TUNING OUT NON-IONIZING RADIATION AND PUBLIC HEALTH/SAFETY HAZARDS
Growing evidence that long wave non-ionizing radiation used in
electromagnetic devices, microwave products, and TV/radio systems is
harmful to the public's health, hazardous to effective public safety
systems, and threatening to military security went largely unreported
by America's media in 1987. Also underreported were the related
issues of the Environmental Protection Agency's shut-down of its
funded programs to study non-ionizing radiation in light of a 1989
deadline to establish safety standards for public exposure to radio
frequencies, and, the lawsuit brought against the Reagan
administration by a coalition of plaintiffs who charge that the
administration has violated the National Enviromental Policy act by
not adequately protecting the public and environment from the "Hazard
of Electromagnetic Radiation to Ordnance" (HERO).

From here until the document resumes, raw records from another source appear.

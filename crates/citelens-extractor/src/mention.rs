//! Mention detection
//!
//! Finds sentences that contain an entity name (case-insensitive substring,
//! not word-bounded: "ACME" matches inside "ACMEcorp") and builds one
//! citation per matching sentence with its neighbouring context.

use citelens_core::{Citation, CitelensError, Result, Sentence};

use crate::segment::is_terminator;

/// Reject names that cannot be matched at all.
///
/// Only blank names are errors. Surrounding whitespace is ignored everywhere
/// a name is compared.
pub fn validate_entity_name(name: &str) -> Result<()> {
    if name.trim().is_empty() {
        return Err(CitelensError::InvalidInput(
            "entity name must not be empty".to_string(),
        ));
    }
    Ok(())
}

/// True if segmentation splits the name apart, as with "Booking.com"
pub fn spans_sentences(name: &str) -> bool {
    name.trim().chars().any(is_terminator)
}

/// Detect mentions of `entity_name` across `sentences`.
///
/// A name containing a sentence terminator cannot appear inside a single
/// sentence and yields no citations.
pub fn detect_mentions(sentences: &[Sentence], entity_name: &str) -> Result<Vec<Citation>> {
    validate_entity_name(entity_name)?;
    if spans_sentences(entity_name) {
        tracing::warn!(
            "Entity name {:?} contains a sentence terminator and cannot match",
            entity_name
        );
        return Ok(Vec::new());
    }
    let needle = entity_name.trim().to_lowercase();

    Ok(sentences
        .iter()
        .enumerate()
        .filter(|(_, sentence)| sentence.text.to_lowercase().contains(&needle))
        .filter_map(|(index, _)| Citation::direct_mention(sentences, index))
        .collect())
}

#[cfg(test)]
mod tests {
    use super::*;
    use crate::segment::segment_sentences;

    #[test]
    fn test_case_insensitive_match() {
        let sentences = segment_sentences("ACME makes anvils. We like acme. Nothing here.");
        let citations = detect_mentions(&sentences, "Acme").unwrap();

        assert_eq!(citations.len(), 2);
        assert_eq!(citations[0].position, 0);
        assert_eq!(citations[0].context_before, "");
        assert_eq!(citations[0].context_after, "We like acme");
        assert_eq!(citations[1].position, 1);
        assert_eq!(citations[1].context_before, "ACME makes anvils");
        assert_eq!(citations[1].context_after, "Nothing here");
        assert!(citations.iter().all(|c| c.is_direct_mention));
        assert!(citations.iter().all(|c| c.confidence_score == 0.95));
    }

    #[test]
    fn test_substring_false_positive_kept() {
        let sentences = segment_sentences("ACMEcorp shipped a release");
        assert_eq!(detect_mentions(&sentences, "acme").unwrap().len(), 1);
    }

    #[test]
    fn test_one_citation_per_sentence() {
        let sentences = segment_sentences("Acme and Acme again");
        assert_eq!(detect_mentions(&sentences, "Acme").unwrap().len(), 1);
    }

    #[test]
    fn test_no_sentences() {
        assert!(detect_mentions(&[], "Acme").unwrap().is_empty());
    }

    #[test]
    fn test_invalid_names() {
        assert!(matches!(
            detect_mentions(&[], "  "),
            Err(CitelensError::InvalidInput(_))
        ));
        assert!(validate_entity_name("Node.js").is_ok());
        assert!(validate_entity_name("Acme Corp").is_ok());
    }

    #[test]
    fn test_name_with_terminator_never_matches() {
        let sentences = segment_sentences("Booking.com is popular. Yahoo! still exists");
        assert!(spans_sentences("Booking.com"));
        assert!(spans_sentences("Yahoo!"));
        assert!(!spans_sentences(" Acme "));
        assert!(detect_mentions(&sentences, "Booking.com").unwrap().is_empty());
        assert!(detect_mentions(&sentences, "Yahoo!").unwrap().is_empty());
    }

    #[test]
    fn test_padded_name_is_trimmed() {
        let sentences = segment_sentences("Acme is great");
        let citations = detect_mentions(&sentences, " Acme ").unwrap();
        assert_eq!(citations.len(), 1);
        assert_eq!(citations[0].text, "Acme is great");
    }
}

Studies that suggest links between electromagetic fields (such
as those produced by overhead power lines, broadcast towers, military
hardware, hairdryers, microwave ovens, computers, TV and two-way
radios, and radar), and cellular mutation, cancer, and childhood
leukemia have received little attention. University of North Carolina
epidemiologist David Savitz confirmed earlier reports about the
apparent public health hazard. Savitz emphasized the need for
further research and more federal funding to determine the extent of
this potential health risk. Fifteen of 17 occupational studies have
established links between exposure to low frequency electromagnetic
fields and cancer. Despite this mounting evidence, the EPA shut down
its program to study non-ionizing radiation which is supposed to set
acceptable levels of exposure for humans and the environment by 1989.
Meanwhile, total federal funding to study the health effects of low
frequency fields has dropped from $10 million to just $2.5 million.

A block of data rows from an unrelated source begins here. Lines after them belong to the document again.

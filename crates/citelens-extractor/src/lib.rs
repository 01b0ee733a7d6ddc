//! Citelens Extractor - Citation and competitive-context extraction
//!
//! Turns an AI-generated response, a brand, its competitors and the source
//! URLs surfaced alongside the response into typed citation records:
//! sentence-level mentions with context, sentiment, cited URL/domain and,
//! for competitors, how the sentence frames them against the brand.
//!
//! The engine is deterministic and rule-based. All classification data
//! lives in the [`lexicon`] asset.

use citelens_core::Sentiment;

/// Trait for sentence-level sentiment classifiers
pub trait SentimentClassifier: Send + Sync {
    fn classify(&self, sentence: &str) -> Sentiment;
}

pub mod batch;
pub mod competitive;
pub mod domain;
pub mod lexicon;
pub mod mention;
pub mod metrics;
pub mod orchestrator;
pub mod segment;
pub mod sentiment;
pub mod summary;
pub mod urls;

pub use batch::{BatchJob, BatchReport, BatchRunner};
pub use competitive::CompetitiveClassifier;
pub use domain::resolve_domain;
pub use lexicon::Lexicon;
pub use orchestrator::ExtractionOrchestrator;
pub use segment::segment_sentences;
pub use sentiment::{LexiconSentiment, SentimentScore};
pub use summary::ExtractionSummary;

A coalition of Pentagon watchdog organizations and individuals
has brought suit against the government charging Reagan administration
officials with willful negligence in protecting the public from the
HERO effect. Though the Navy and Army have been aware, for some 33
years, of the hazard that electromagnetism poses to weapon systems,
the Pentagon has acknowledged very little about the hazards that
accidental explosions caused by various electromagnetic sources pose
to public and environmental safety. The plaintiffs cite five specific
HERO related accidents, including the 1967 explosion on board the USS
Forrestal which claimed 134 lives, along with a possible 25 other HERO
related accidents that have occurred over the past 25 k;years.
Finally, in a continuing conflict related to the issue of
electromagnetic radiation and its effects on public safety and health,
radar specialist veterans have been filing health claims, related to
their exposrue to low frequency radiation, against the Veterans
Administration. All claims to date have been rejected.
With such a newsworthy issue as the effects of electromagnetic
radiation on public health and safety so clearly being played out
during 1987, the news media, for the most part, failed to tune in.
SOURCES: KQED-TV 9, "EXPRESS," 12/9/87, "Radiation Risk?," by
David Helvarg; RECON, Vol. 10, #4, January 1988, "HERO: Deadly Game of
Roulette," by Patricia Axelrod, pp 1,2,8.